As time ticked on and my mediocre chores came to completion, I leaned on the tall chest of drawers across from the foot of the bed and watched David, suddenly aware that he wasn’t so much angry that I hadn’t accepted his gift, but hurt. In his day, it was common for a man to send his date a pretty dress. And my declining it was probably seen as very rude. But these were modern times. Things had changed. Women had rights now.
My head nodded in self-satisfaction, but my heart danced a lonely samba under my rib cage as the afternoon sun lit the room and kissed his golden skin. He made it so hard to be mad at him; I knew he was mad at me, and I was mad at him for being mad at me, but now I was mad because I didn’t want to be mad at him anymore—and that made me feel uneasy because I had a right to be mad that he was upset that I hadn’t accepted a gift.
He dusted off his hands after he placed a small set of drawers next to the bed, then smiled at me—the conceited I-know-what-you’re-thinking-and-I’m-finding-it-funny smile.
“Er!” I stomped my foot, balling my fists up beside me. “You’re so annoying.”
“Ara?” Vicki looked up from making the bed, then looked at David as I stormed out of the room and slumped on the settee in the hall.
Dad walked out after me and stopped by soon-to-be-Mike’s door with a look of intense thought, then snickered and walked away.
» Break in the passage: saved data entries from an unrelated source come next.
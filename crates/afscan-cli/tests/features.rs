use afscan_lib::screening::Classification;
use assert_cmd::cargo::cargo_bin_cmd;
use std::error::Error;

const IRREGULAR: &str = "600\n900\n500\n950\n550\n";

#[test]
fn features_from_stdin() -> Result<(), Box<dyn Error>> {
    let mut cmd = cargo_bin_cmd!("afscan");
    cmd.arg("features").write_stdin(IRREGULAR);
    let out = cmd.assert().success().get_output().stdout.clone();
    let c: Classification = serde_json::from_slice(&out)?;
    assert!(c.af_detected);
    assert_eq!(c.features.n, 5);
    assert!((c.features.normalized_rmssd - 0.559).abs() < 1e-3);
    assert!((c.features.cv - 0.267).abs() < 1e-3);
    assert_eq!(c.features.pnnx, 100.0);
    Ok(())
}

#[test]
fn features_respect_threshold_overrides() -> Result<(), Box<dyn Error>> {
    let mut cmd = cargo_bin_cmd!("afscan");
    cmd.args(["features", "--pnnx-thresh", "100"])
        .write_stdin(IRREGULAR);
    let out = cmd.assert().success().get_output().stdout.clone();
    let c: Classification = serde_json::from_slice(&out)?;
    assert!(c.flags.normalized_rmssd && c.flags.cv);
    assert!(!c.flags.pnnx);
    assert!(!c.af_detected);
    Ok(())
}

#[test]
fn features_from_file_with_steady_rhythm() -> Result<(), Box<dyn Error>> {
    let dir = tempfile::tempdir()?;
    let path = dir.path().join("ibi.txt");
    std::fs::write(&path, "# steady\n1000, 1000, 1000, 1000\n")?;
    let mut cmd = cargo_bin_cmd!("afscan");
    cmd.args(["features", "--input", &path.to_string_lossy()]);
    let out = cmd.assert().success().get_output().stdout.clone();
    let c: Classification = serde_json::from_slice(&out)?;
    assert!(!c.af_detected);
    assert_eq!(c.features.rmssd_ms, 0.0);
    assert_eq!(c.features.cv, 0.0);
    Ok(())
}

#[test]
fn features_need_two_intervals() {
    let mut cmd = cargo_bin_cmd!("afscan");
    cmd.arg("features").write_stdin("800\n");
    cmd.assert().failure();
}
use crate::config::ScreeningConfig;
use crate::detectors::ppg::{PpgCleaner, PpgPeakDetector};
use crate::detectors::{PeakDetector, QualityWarning, SignalCleaner};
use crate::signal::IbiSeries;
use thiserror::Error;

/// Why a segment produced no IBI series.
#[derive(Debug, Clone, PartialEq, Error)]
pub enum ExtractionError {
    #[error("signal quality rejected: {}", join_warnings(.0))]
    QualityRejected(Vec<QualityWarning>),
    #[error("cleaning failed: {0}")]
    CleaningFailed(String),
    #[error("peak detection failed: {0}")]
    PeakDetectionFailed(String),
    #[error("peak indices are not strictly increasing")]
    UnorderedPeaks,
    #[error("peak index {index} lies outside a {len}-sample segment")]
    PeakOutOfRange { index: usize, len: usize },
}

impl ExtractionError {
    /// True when a collaborator misbehaved, as opposed to refusing noisy input.
    pub fn is_collaborator_failure(&self) -> bool {
        !matches!(self, ExtractionError::QualityRejected(_))
    }
}

fn join_warnings(warnings: &[QualityWarning]) -> String {
    warnings
        .iter()
        .map(|w| w.to_string())
        .collect::<Vec<_>>()
        .join("; ")
}

/// Turns raw segment samples into inter-beat intervals.
#[derive(Debug, Clone)]
pub struct IntervalExtractor<C, P> {
    cleaner: C,
    detector: P,
}

impl IntervalExtractor<PpgCleaner, PpgPeakDetector> {
    pub fn ppg(cfg: &ScreeningConfig) -> Self {
        Self::new(PpgCleaner::new(cfg.cleaner), PpgPeakDetector::new(cfg.peaks))
    }
}

impl<C: SignalCleaner, P: PeakDetector> IntervalExtractor<C, P> {
    pub fn new(cleaner: C, detector: P) -> Self {
        Self { cleaner, detector }
    }

    pub fn extract(&self, samples: &[f64], fs: f64) -> Result<IbiSeries, ExtractionError> {
        let cleaned = self
            .cleaner
            .clean(samples, fs)
            .map_err(|e| ExtractionError::CleaningFailed(format!("{e:#}")))?;
        if !cleaned.is_clean() {
            return Err(ExtractionError::QualityRejected(cleaned.warnings));
        }

        let events = self
            .detector
            .detect_peaks(&cleaned.data, fs)
            .map_err(|e| ExtractionError::PeakDetectionFailed(format!("{e:#}")))?;
        if !events.is_strictly_increasing() {
            return Err(ExtractionError::UnorderedPeaks);
        }
        if let Some(&index) = events.indices.iter().find(|&&i| i >= cleaned.data.len()) {
            return Err(ExtractionError::PeakOutOfRange {
                index,
                len: cleaned.data.len(),
            });
        }
        Ok(IbiSeries::from_events(&events, fs))
    }
}
pub mod csv;
pub mod text;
Vicki, with her arms folded around a spare blanket, followed him—after casting an accusatory glare at me.
I folded my arms, scoffed in her direction when her back was turned, and refolded my arms.
“Another one of Ara’s infamous tantrums.” David, with his towering height, stood in front of me.
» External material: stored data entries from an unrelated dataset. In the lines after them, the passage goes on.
use super::{CleanedSignal, PeakDetector, QualityWarning, SignalCleaner};
use crate::signal::Events;
use anyhow::{anyhow, Result};
use biquad::{Biquad, Coefficients, DirectForm1, Hertz, Type, Q_BUTTERWORTH_F64};
use serde::{Deserialize, Serialize};

/// Band-pass corners and pulse-quality gate for PPG cleaning.
#[derive(Debug, Clone, Copy, PartialEq, Serialize, Deserialize)]
#[serde(default)]
pub struct PpgCleanConfig {
    /// High-pass corner removing baseline wander (Hz).
    pub lowcut_hz: f64,
    /// Low-pass corner removing high-frequency noise (Hz).
    pub highcut_hz: f64,
    /// Upper edge of the cardiac band (Hz). Systolic pulses keep most of their power below it.
    pub cardiac_band_hz: f64,
    /// Minimum share of band-passed power that must sit in the cardiac band.
    pub min_cardiac_power_ratio: f64,
}

impl Default for PpgCleanConfig {
    fn default() -> Self {
        Self {
            lowcut_hz: 0.5,
            highcut_hz: 8.0,
            cardiac_band_hz: 3.0,
            min_cardiac_power_ratio: 0.5,
        }
    }
}

/// Parameters of the two-moving-average systolic peak detector.
#[derive(Debug, Clone, Copy, PartialEq, Serialize, Deserialize)]
#[serde(default)]
pub struct PpgPeakConfig {
    /// Averaging window matching a systolic peak (seconds).
    pub peak_window_s: f64,
    /// Averaging window matching one beat (seconds).
    pub beat_window_s: f64,
    /// Offset of the block threshold, as a fraction of the mean squared signal.
    pub beta: f64,
    /// Minimum distance between accepted peaks (seconds).
    pub min_delay_s: f64,
}

impl Default for PpgPeakConfig {
    fn default() -> Self {
        Self {
            peak_window_s: 0.111,
            beat_window_s: 0.667,
            beta: 0.02,
            min_delay_s: 0.3,
        }
    }
}

/// Residual spread, relative to the signal level, below which a segment counts as flat.
const FLAT_TOLERANCE: f64 = 1e-9;

/// Zero-phase Butterworth band-pass cleaner.
#[derive(Debug, Clone, Copy, Default)]
pub struct PpgCleaner {
    pub cfg: PpgCleanConfig,
}

impl PpgCleaner {
    pub fn new(cfg: PpgCleanConfig) -> Self {
        Self { cfg }
    }

    fn quality_warnings(&self, samples: &[f64], fs: f64) -> Vec<QualityWarning> {
        let mut warnings = Vec::new();
        let non_finite = samples.iter().filter(|x| !x.is_finite()).count();
        if non_finite > 0 {
            warnings.push(QualityWarning::NonFiniteSamples { count: non_finite });
        }
        let min_fs = 2.0 * self.cfg.highcut_hz;
        if fs <= min_fs {
            warnings.push(QualityWarning::SamplingRateTooLow { fs, min_fs });
        }
        // one second of signal, so the high-pass has something to settle on
        let min_samples = fs.max(0.0).ceil() as usize;
        if samples.len() < min_samples {
            warnings.push(QualityWarning::TooShort {
                samples: samples.len(),
                min_samples,
            });
        }
        warnings
    }

    /// Share of the band-passed energy left after a further low-pass at the cardiac band edge.
    /// Pulse trains sit near 1; broadband noise lands near the bandwidth ratio.
    fn cardiac_power_ratio(&self, band_passed: &[f64], fs: f64) -> Result<f64> {
        let total: f64 = band_passed.iter().map(|x| x * x).sum();
        if !(total > 0.0) {
            return Ok(0.0);
        }
        let mut cardiac = band_passed.to_vec();
        let lp = make_coefficients(Type::LowPass, fs, self.cfg.cardiac_band_hz)?;
        forward_backward_filter(&mut cardiac, &mut DirectForm1::<f64>::new(lp));
        let kept: f64 = cardiac.iter().map(|x| x * x).sum();
        Ok(kept / total)
    }
}

impl SignalCleaner for PpgCleaner {
    fn clean(&self, samples: &[f64], fs: f64) -> Result<CleanedSignal> {
        let warnings = self.quality_warnings(samples, fs);
        if !warnings.is_empty() {
            return Ok(CleanedSignal {
                data: samples.to_vec(),
                warnings,
            });
        }

        let mean = samples.iter().sum::<f64>() / samples.len() as f64;
        let mut data: Vec<f64> = samples.iter().map(|x| x - mean).collect();
        let spread = data.iter().fold(0.0f64, |acc, x| acc.max(x.abs()));
        if spread <= FLAT_TOLERANCE * mean.abs().max(1.0) {
            return Ok(CleanedSignal {
                data,
                warnings: vec![QualityWarning::FlatSignal],
            });
        }

        let hp = make_coefficients(Type::HighPass, fs, self.cfg.lowcut_hz)?;
        forward_backward_filter(&mut data, &mut DirectForm1::<f64>::new(hp));
        let lp = make_coefficients(Type::LowPass, fs, self.cfg.highcut_hz)?;
        forward_backward_filter(&mut data, &mut DirectForm1::<f64>::new(lp));

        let ratio = self.cardiac_power_ratio(&data, fs)?;
        let warnings = if ratio < self.cfg.min_cardiac_power_ratio {
            vec![QualityWarning::NoPulse {
                cardiac_power_ratio: ratio,
                min_ratio: self.cfg.min_cardiac_power_ratio,
            }]
        } else {
            Vec::new()
        };
        Ok(CleanedSignal { data, warnings })
    }
}

fn make_coefficients(f_type: Type<f64>, fs: f64, freq: f64) -> Result<Coefficients<f64>> {
    let build_err = || anyhow!("cannot build {freq} Hz filter at fs {fs} Hz");
    let fs_hz = Hertz::<f64>::from_hz(fs).map_err(|_| build_err())?;
    let f0_hz = Hertz::<f64>::from_hz(freq).map_err(|_| build_err())?;
    Coefficients::<f64>::from_params(f_type, fs_hz, f0_hz, Q_BUTTERWORTH_F64).map_err(|_| build_err())
}

fn forward_backward_filter<F: Biquad<f64>>(signal: &mut [f64], filter: &mut F) {
    signal.iter_mut().for_each(|x| *x = filter.run(*x));
    filter.reset_state();
    signal.reverse();
    signal.iter_mut().for_each(|x| *x = filter.run(*x));
    filter.reset_state();
    signal.reverse();
}

/// Systolic peak detector comparing a peak-width and a beat-width moving average.
#[derive(Debug, Clone, Copy, Default)]
pub struct PpgPeakDetector {
    pub cfg: PpgPeakConfig,
}

impl PpgPeakDetector {
    pub fn new(cfg: PpgPeakConfig) -> Self {
        Self { cfg }
    }
}

impl PeakDetector for PpgPeakDetector {
    fn detect_peaks(&self, cleaned: &[f64], fs: f64) -> Result<Events> {
        if !(fs > 0.0) {
            return Err(anyhow!("invalid sampling rate {fs}"));
        }
        if cleaned.iter().any(|x| !x.is_finite()) {
            return Err(anyhow!("cleaned signal contains non-finite values"));
        }
        Ok(Events::from_indices(find_peaks(cleaned, fs, &self.cfg)))
    }
}

fn find_peaks(signal: &[f64], fs: f64, cfg: &PpgPeakConfig) -> Vec<usize> {
    if signal.len() < 3 {
        return Vec::new();
    }

    let squared: Vec<f64> = signal.iter().map(|x| x.max(0.0).powi(2)).collect();
    let peak_win = ((cfg.peak_window_s * fs).round() as usize).max(1);
    let beat_win = ((cfg.beat_window_s * fs).round() as usize).max(1);
    let ma_peak = centered_moving_average(&squared, peak_win);
    let ma_beat = centered_moving_average(&squared, beat_win);
    let offset = cfg.beta * squared.iter().sum::<f64>() / squared.len() as f64;
    let min_delay = (cfg.min_delay_s * fs).round() as usize;

    let mut peaks: Vec<usize> = Vec::new();
    let mut block_start: Option<usize> = None;
    for i in 0..=signal.len() {
        let inside = i < signal.len() && ma_peak[i] > ma_beat[i] + offset;
        match (inside, block_start) {
            (true, None) => block_start = Some(i),
            (false, Some(start)) => {
                block_start = None;
                if i - start < peak_win {
                    continue;
                }
                let idx = argmax(&signal[start..i]) + start;
                let far_enough = peaks.last().map_or(true, |&last| idx - last > min_delay);
                if far_enough {
                    peaks.push(idx);
                }
            }
            _ => {}
        }
    }
    peaks
}

fn centered_moving_average(data: &[f64], win: usize) -> Vec<f64> {
    if win <= 1 {
        return data.to_vec();
    }
    let mut prefix = Vec::with_capacity(data.len() + 1);
    prefix.push(0.0);
    let mut acc = 0.0;
    for &x in data {
        acc += x;
        prefix.push(acc);
    }
    let half = win / 2;
    (0..data.len())
        .map(|i| {
            let lo = i.saturating_sub(half);
            let hi = (i + win - half).min(data.len());
            (prefix[hi] - prefix[lo]) / win as f64
        })
        .collect()
}

fn argmax(data: &[f64]) -> usize {
    let mut idx = 0;
    let mut max_val = f64::MIN;
    for (i, &v) in data.iter().enumerate() {
        if v > max_val {
            max_val = v;
            idx = i;
        }
    }
    idx
}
“I’m not throwing a tantrum.” I slid down in the chair, biting my teeth together.
“Hm.” He turned and headed back into the spare room. “Coulda fooled me.”
“Coulda? You mean…did!”
“Yes.” He stopped and leaned on the doorframe. “I must admit, that was very clever of you—stuffing your purse with a lesser amount. But you can’t read minds, mon amour—” he tapped his temple, “—so your plan was doomed from the start.”
“Well, you assumed I was submissive, so yours was too.”
“Submissive?” He dropped his arms and moved over to me. “Ara, is that what you think?”
“I don’t know. You seem to know all my thoughts, so you tell me.”
“Ara. Look at me.” He knelt in front of me. “Please?”
With my movements as rigid as a frozen elastic band, I rolled my head upward, but kept my bottom lip in a completely tight pout.
“My love, I’m sorry. I never meant to offend you. I—” He took my hand; I let him, with only a little bit of a fight. “I was being playful, mostly. I truly did not think that my spending money on you would be considered rude or controlling.”
“It’s not that, David.” My tone sung with reason. “It’s that when I tried to decline, you got mad at me.”
“Mad?” He doubled back a little. “You think I’m mad?”
“You’ve been ignoring me,” I said quietly.
“Ara,” he laughed my name out. “I’m not mad. Not at all. Jeeze, girl, sometimes you really can make a mountain out of a molehill, can’t you?”
Tears coated the surprise behind my eyes. “I thought you’d yell at me.”
“Yell?” His brow pulled low on one side, thought washing across his face. “Ara, what kind of man do you think I am?”
“One that likes to get his own way.”
As if a rope had just pulled his soul out onto the carpet, his face went pale, his eyes draining of the smile. “I’m so terribly sorry if I’ve given you that impression. I—” He shook his head and dropped my hand. “I truly never meant for you to feel that way.”